== Segment start ==

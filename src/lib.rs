//! Codecs for the table (`.jmp`-style) and parameter (`.prm`-style) asset
//! formats.
//!
//! Both formats are big-endian and re-encode byte for byte after edits. The
//! building blocks live in the member crates; this crate re-exports them.

pub use brickwork_core::{primitive, text};
pub use brickwork_core::{BrickError, CodecConfig, ErrorKind, FieldNames, Result};
pub use brickwork_param::{Color4, ParamType, ParamValue, ParameterEntry, ParameterSet, Vector3};
pub use brickwork_table::{
    DecodeState, FieldDescriptor, FieldType, FieldValue, Preamble, Row, Table, TableDecoder,
};
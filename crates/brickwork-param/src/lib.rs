//! Parameter format: a `u32` count, then entries of
//! `hash:u16, name_length:u16, name, type_size:u32, payload`.

pub mod entry;
pub mod set;

pub use entry::{Color4, ParamType, ParamValue, ParameterEntry, Vector3};
pub use set::ParameterSet;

== Segment end ==

# WHAT TO DO
What you write should match, character for character, the lines from the one with "crate re-exports them." to the end of the data, both included.

# ANSWER FOR THIS EXERCISE
//! building blocks live in the member crates; this crate re-exports them.

pub use brickwork_core::{primitive, text};
pub use brickwork_core::{BrickError, CodecConfig, ErrorKind, FieldNames, Result};
pub use brickwork_param::{Color4, ParamType, ParamValue, ParameterEntry, ParameterSet, Vector3};
pub use brickwork_table::{
    DecodeState, FieldDescriptor, FieldType, FieldValue, Preamble, Row, Table, TableDecoder,
};
filename crates/brickwork-param/src/lib.rs
//! Parameter format: a `u32` count, then entries of
//! `hash:u16, name_length:u16, name, type_size:u32, payload`.

pub mod entry;
pub mod set;

pub use entry::{Color4, ParamType, ParamValue, ParameterEntry, Vector3};
pub use set::ParameterSet;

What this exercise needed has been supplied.